Given the blurred definitions of AI and ML in practice, it is not easy to accurately measure their progression in quantifiable terms. However, various surveys and studies from time to time have given us a fair idea of their rapid
in business and industry.
Machine Learning & Business Intelligence
The increasing volume and complexity of business data drives the commercial adoption of ML in business analytics, which has progressed by leaps and bounds from the glory days of the conventional Extract, Transform, Load (ETL) tools. ML has greatly enhanced business intelligence by processing and analysing large, complex datasets to identify patterns that otherwise stay undetected.
Simply put, ML-enabled pattern recognition is a ‘machine way’ of identifying data regularity – which is about its stability, consistency and symmetry- and classifying events based on input data. Thus, more than merely monitoring behaviour, analysing users’ actions reveals actionable insights about their behaviour which is invariably complex and varied.
The importance of predictive ML can be gauged from its success in different sectors. Today, many retailers are creating personalised product recommendations in line with buying patterns. Healthcare insurance providers are developing information-rich consumer profiles. Digital media houses are predicting the success of entertainment shows to make intelligent airing decisions. Food tech companies are personalising every customer’s landing page in line with their granular food preferences, which prompts the buyer towards a ‘buy’ based on the sheer delight of finding the desired recipe, ingredients, and cuisine style.
Machine Learning Applications in Financial services
ML opportunities abound in the financial space. ML can help provide banking customers, as also stock market investors, with curated pages highlighting the offerings suited to their needs or with the sectors and stocks of their choice; more importantly, it can guide them towards better banking and investing decisions through prudent choices in the light of prevalent market trends, realities and need of the customer.
It is pertinent to note the potent dual use of ML in trading and investing. It can be used for analysing stocks, as also for analysing investing behaviour of investors.
For stock analysis, AI ensures tremendous value addition: it collates clean data and crunches and classifies it to draw intelligent inferences through pattern recognition. In stock trading, it also helps minimise the post-execution impact on stock prices by splitting orders into smaller chunks, besides identifying arbitrage opportunities across diverse markets.

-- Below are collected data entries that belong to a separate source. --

use std::{
    sync::mpsc::{self, Receiver},
    thread,
    time::{Duration, Instant},
};

use drive_abci::{
    abci::{messages::RequestInfo, HandlerError},
    config::Configuration,
    core_chain::{zmq::TOPIC_RAW_CHAIN_LOCK_SIG, ChainLockError},
    node::{Drive, DriveSpec, FatalError},
    types::{
        chain_lock::ChainLock,
        data_types::{BlockHeight, CoreHeight},
    },
};
use log::LevelFilter;

mod common;

use crate::common::{
    executor::TestExecutor,
    fixtures::{
        chain_lock, configuration, finalize_request, init_chain_request, populated_core,
        prepare_request, process_request, CORE_TIP,
    },
    logging::setup_logger,
    mem_db::MemDB,
    mock_core::MockCore,
    mock_zmq::{mock_zmq, MockZmqPublisher},
};

const EVENT_TIMEOUT: Duration = Duration::from_secs(5);

type TestDrive = Drive<MemDB, MockCore, TestExecutor>;

/// A `rawchainlocksig` notification: a raw block, then the chain lock with its block hash in Core's
/// internal byte order.
fn raw_chain_lock_sig(chain_lock: &ChainLock) -> Vec<u8> {
    let mut payload = vec![0xAB; 80];
    payload.extend_from_slice(&chain_lock.height.int().to_le_bytes());
    let mut internal = chain_lock.block_hash.bytes();
    internal.reverse();
    payload.extend_from_slice(&internal);
    payload.extend_from_slice(chain_lock.signature.bytes());
    payload
}

/// Start a node whose fatal errors and commits are forwarded to the returned receivers.
fn start(
    configuration: Configuration,
    db: &MemDB,
    failing_connects: usize,
) -> (TestDrive, MockZmqPublisher, Receiver<String>, Receiver<BlockHeight>) {
    let (publisher, subscriber) = mock_zmq(failing_connects);
    let (fatal_error_sender, fatal_errors) = mpsc::channel();
    let (commit_sender, commits) = mpsc::channel();
    let drive = DriveSpec::builder()
        .configuration(configuration)
        .kv_store(db.clone())
        .core_rpc(populated_core())
        .zmq_subscriber(subscriber)
        .executor(TestExecutor)
        .on_fatal_error(move |event| {
            let _ = fatal_error_sender.send(event.message.clone());
        })
        .on_commit_block(move |event| {
            let _ = commit_sender.send(event.height);
        })
        .build()
        .start()
        .unwrap();
    (drive, publisher, fatal_errors, commits)
}

#[test]
fn drive_commits_blocks_test() {
    setup_logger(LevelFilter::Trace);

    // 1. Start a node and initialize the chain.
    let db = MemDB::new();
    let (drive, _publisher, fatal_errors, commits) = start(configuration(), &db, 0);
    drive.init_chain(init_chain_request()).unwrap();

    // 2. The node only started once the chain lock synchronizer picked up Core's best chain lock.
    assert_eq!(
        drive.latest_chain_lock().get().map(|chain_lock| chain_lock.height),
        Some(CORE_TIP)
    );

    // 3. Run height 1 through every consensus handler.
    let prepared = drive
        .prepare_proposal(prepare_request(1, 0, Vec::new(), CORE_TIP))
        .unwrap();
    let processed = drive
        .process_proposal(process_request(
            1,
            0,
            Vec::new(),
            CORE_TIP,
            Some(chain_lock(CORE_TIP)),
        ))
        .unwrap();
    assert_eq!(processed.app_hash, Some(prepared.app_hash));
    drive.finalize_block(finalize_request(1, 0, Vec::new())).unwrap();

    // 4. The commit reaches the registered handler, and the block is reported by Info.
    assert_eq!(
        commits.recv_timeout(EVENT_TIMEOUT).unwrap(),
        BlockHeight::new(1)
    );
    let info = drive.info(RequestInfo::default()).unwrap();
    assert_eq!(info.last_block_height, BlockHeight::new(1));
    assert_eq!(info.last_block_app_hash, processed.app_hash);
    assert!(fatal_errors.try_recv().is_err());
    assert!(!drive.is_halted());
}

#[test]
fn handler_error_halts_drive_test() {
    setup_logger(LevelFilter::Trace);

    // 1. Start a node and initialize the chain.
    let db = MemDB::new();
    let (drive, _publisher, fatal_errors, _commits) = start(configuration(), &db, 0);
    drive.init_chain(init_chain_request()).unwrap();

    // 2. Initializing it again fails the handler, which halts the node.
    match drive.init_chain(init_chain_request()) {
        Err(FatalError::Handler {
            error: HandlerError::ChainState(_),
            ..
        }) => (),
        other => panic!("expected a chain state error, got {:?}", other.err()),
    }
    assert!(drive.is_halted());
    assert!(!fatal_errors.recv_timeout(EVENT_TIMEOUT).unwrap().is_empty());

    // 3. The store is flushed and closed.
    assert!(db.flush_count() > 0);
    assert!(db.is_closed());

    // 4. Every later request is refused.
    assert!(matches!(
        drive.info(RequestInfo::default()),
        Err(FatalError::Halted)
    ));
}

#[test]
fn zmq_max_retries_halts_drive_test() {
    setup_logger(LevelFilter::Trace);

    // 1. Start a node whose ZMQ connection never succeeds, retrying twice.
    let db = MemDB::new();
    let mut configuration = configuration();
    configuration.zmq_max_retry_count = 2;
    configuration.zmq_retry_interval = Duration::from_millis(10);
    let (drive, _publisher, fatal_errors, _commits) = start(configuration, &db, usize::MAX);

    // 2. The listener gives up after the third failed attempt, and the node halts without being asked.
    let message = fatal_errors.recv_timeout(EVENT_TIMEOUT).unwrap();
    assert!(message.contains("zmq after 3 failed attempts"));
    let deadline = Instant::now() + EVENT_TIMEOUT;
    while !db.is_closed() {
        assert!(Instant::now() < deadline, "the store was never closed");
        thread::sleep(Duration::from_millis(10));
    }
    assert!(drive.is_halted());

    // 3. Every later request is refused.
    assert!(matches!(
        drive.info(RequestInfo::default()),
        Err(FatalError::Halted)
    ));
}

#[test]
fn zmq_max_retries_unblocks_waiting_handler_test() {
    setup_logger(LevelFilter::Trace);

    // 1. Start a node whose ZMQ connection never succeeds, and initialize the chain before it gives up.
    let db = MemDB::new();
    let mut configuration = configuration();
    configuration.zmq_max_retry_count = 2;
    configuration.zmq_retry_interval = Duration::from_millis(200);
    let (drive, _publisher, fatal_errors, _commits) = start(configuration, &db, usize::MAX);
    drive.init_chain(init_chain_request()).unwrap();

    // 2. Propose on a core height that is never chain-locked, so the handler waits on Core.
    let (result_sender, results) = mpsc::channel();
    thread::scope(|scope| {
        scope.spawn(|| {
            let result = drive.prepare_proposal(prepare_request(
                1,
                0,
                Vec::new(),
                CoreHeight::new(CORE_TIP.int() + 5),
            ));
            let _ = result_sender.send(result.is_err());
        });

        // 3. Giving up on ZMQ cancels the wait, and the handler fails.
        assert!(results.recv_timeout(EVENT_TIMEOUT).unwrap());
    });

    // 4. The node halted on the ZMQ error, and closed the store before the handler returned.
    assert!(fatal_errors
        .recv_timeout(EVENT_TIMEOUT)
        .unwrap()
        .contains("zmq"));
    assert!(drive.is_halted());
    assert!(db.is_closed());
    assert!(db.flush_count() > 0);
}

#[test]
fn start_waits_for_first_chain_lock_test() {
    setup_logger(LevelFilter::Trace);

    // 1. Start a node against a Core that has no chain lock yet.
    let core = populated_core();
    core.state().best_chain_lock = None;
    let (publisher, subscriber) = mock_zmq(0);
    let (started_sender, started) = mpsc::channel();
    let db = MemDB::new();
    let spec = DriveSpec::builder()
        .configuration(configuration())
        .kv_store(db.clone())
        .core_rpc(core)
        .zmq_subscriber(subscriber)
        .executor(TestExecutor)
        .build();
    let starting = thread::spawn(move || {
        let drive = spec.start();
        let _ = started_sender.send(());
        drive
    });

    // 2. Startup does not finish without a chain lock.
    assert!(started.recv_timeout(Duration::from_millis(300)).is_err());

    // 3. Once Core announces one, the node starts, already holding it.
    publisher.publish(TOPIC_RAW_CHAIN_LOCK_SIG, raw_chain_lock_sig(&chain_lock(CORE_TIP)));
    started.recv_timeout(EVENT_TIMEOUT).unwrap();
    let drive = match starting.join().unwrap() {
        Ok(drive) => drive,
        Err(error) => panic!("failed to start: {}", error),
    };
    assert_eq!(
        drive.latest_chain_lock().get().map(|chain_lock| chain_lock.height),
        Some(CORE_TIP)
    );
    drive.init_chain(init_chain_request()).unwrap();
}

#[test]
fn startup_cancelled_while_waiting_for_chain_lock_test() {
    setup_logger(LevelFilter::Trace);

    // 1. Start a node against a Core that never produces a chain lock.
    let core = populated_core();
    core.state().best_chain_lock = None;
    let (_publisher, subscriber) = mock_zmq(0);
    let (cancel, cancellation) = mpsc::channel();
    let spec = DriveSpec::builder()
        .configuration(configuration())
        .kv_store(MemDB::new())
        .core_rpc(core)
        .zmq_subscriber(subscriber)
        .executor(TestExecutor)
        .startup_cancellation(cancellation)
        .build();
    let starting = thread::spawn(move || spec.start().err());

    // 2. Cancelling ends the wait with an error, after every started thread was joined.
    thread::sleep(Duration::from_millis(100));
    cancel.send(()).unwrap();
    assert!(matches!(
        starting.join().unwrap(),
        Some(FatalError::CoreSync(ChainLockError::Shutdown))
    ));
}
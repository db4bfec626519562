/*
    Copyright © 2024, ParallelChain Lab
    Licensed under the Apache License, Version 2.0: http://www.apache.org/licenses/LICENSE-2.0
*/

use std::sync::mpsc::{Receiver, RecvTimeoutError, TryRecvError};
use std::time::Duration;

use crate::{logging::LOG_TARGET, types::chain_lock::ChainLock};

use super::{
    latest_chain_lock::{ChainLockError, LatestCoreChainLock},
    rpc::CoreRpc,
};

const CHAIN_LOCK_POLL_INTERVAL: Duration = Duration::from_millis(50);

/// Poll `mnsync status` every `poll_interval` until Core reports it is synced.
///
/// Failed polls are logged and retried, since Core may still be starting. Fails with
/// [`ChainLockError::Shutdown`] as soon as `shutdown_signal` fires or disconnects.
pub fn wait_for_core_sync<R: CoreRpc + ?Sized>(
    core_rpc: &R,
    poll_interval: Duration,
    shutdown_signal: &Receiver<()>,
) -> Result<(), ChainLockError> {
    loop {
        match core_rpc.mnsync_status() {
            Ok(status) if status.is_synced => {
                log::info!(target: LOG_TARGET, "core is synced");
                return Ok(());
            }
            Ok(status) => log::info!(
                target: LOG_TARGET,
                "waiting for core to sync, current asset: {}",
                status.asset_name
            ),
            Err(err) => log::warn!(target: LOG_TARGET, "failed to read core sync status: {}", err),
        }

        match shutdown_signal.recv_timeout(poll_interval) {
            Ok(()) | Err(RecvTimeoutError::Disconnected) => return Err(ChainLockError::Shutdown),
            Err(RecvTimeoutError::Timeout) => (),
        }
    }
}

/// Block until `latest_chain_lock` holds a chain lock, and return it.
///
/// Fails with [`ChainLockError::Shutdown`] as soon as `shutdown_signal` fires or disconnects, or when
/// `latest_chain_lock` is closed.
pub fn wait_for_first_chain_lock(
    latest_chain_lock: &LatestCoreChainLock,
    shutdown_signal: &Receiver<()>,
) -> Result<ChainLock, ChainLockError> {
    let chain_locks = latest_chain_lock.subscribe();
    loop {
        match chain_locks.recv_timeout(CHAIN_LOCK_POLL_INTERVAL) {
            Ok(chain_lock) => {
                log::info!(
                    target: LOG_TARGET,
                    "first chain lock at core height {}",
                    chain_lock.height
                );
                return Ok(chain_lock);
            }
            Err(RecvTimeoutError::Timeout) => (),
            Err(RecvTimeoutError::Disconnected) => return Err(ChainLockError::Shutdown),
        }

        match shutdown_signal.try_recv() {
            Ok(()) | Err(TryRecvError::Disconnected) => return Err(ChainLockError::Shutdown),
            Err(TryRecvError::Empty) => (),
        }
    }
}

This snapshot of popular AI trading and investing tools gives an idea of a burgeoning market in the making.
Kavout | Brainchild of ex-Google executives, has developed “K Score” – an AI-enhanced stock rating system using pattern recognition technology and a price forecasting engine. |
Auquan | Platform for asset managers to dig non-obvious connections, news, lookahead bias affecting investment decisions. |
EquBot | AI platform integrated with IBM Watson enabling faster data crunching, AI-made portfolios and sentiment analysis. |
Blackbox Stocks | Comes with a pre-market scanner to spot most active stocks and their degree of volatility. |
Neurensic | Now part of Trading Technologies, enables a continuous assessment of the compliance risk associated with complex trading behaviours. |
Sigmoidal | Unearths actionable patterns between securities and capital market expectations. |
For investor behaviour analysis, AI goes beyond mere personalization to forecast how the said behaviour will influence business decisions. This churn brings to light invaluable information like, for instance, the actionable segmentation of customers into different groups (and thus targeted for different product offerings) based on their spending and saving patterns.
Today, many tech firms are studying tons of unstructured data sets and mining invaluable insights and patterns to evaluate the reliability of company guidance disclosures, the correlation between projections and performance, and the likelihood of growth upswings and downfalls. In addition, digital assistant providers are enabling guided conversations that simulate the “why” and “how” questions that a knowledgeable financial advisor is adept at asking and answering.
AI and ML in India…and the road ahead
According to a 2020 study by Analytics India and AnalytixLabs, 16% of the analytics revenues across all enterprises are attributed to advanced analytics, predictive modelling, and data science. Although this share is impressive, the fact remains that the AI market space in India is still at a nascent stage.
Undoubtedly, there is humungous scope for the use of AI in the future, beyond Behavioural Analytics, Robo Advisory, Stock Scoring, and Portfolio Diagnostics. Prospective areas include both stakeholder-specific (such as customer onboarding, self-service offerings, vendor management) and system-specific (such as risk management, anti-money laundering, fraud detection.)
As more and more users join the AI bandwagon, data will only grow in volumes, velocity, veracity, variety and value. The chart below (courtesy: German market data platform Statista) gives a fair idea of the big data revolution in the making, which will soar higher on the wings of AI and ML.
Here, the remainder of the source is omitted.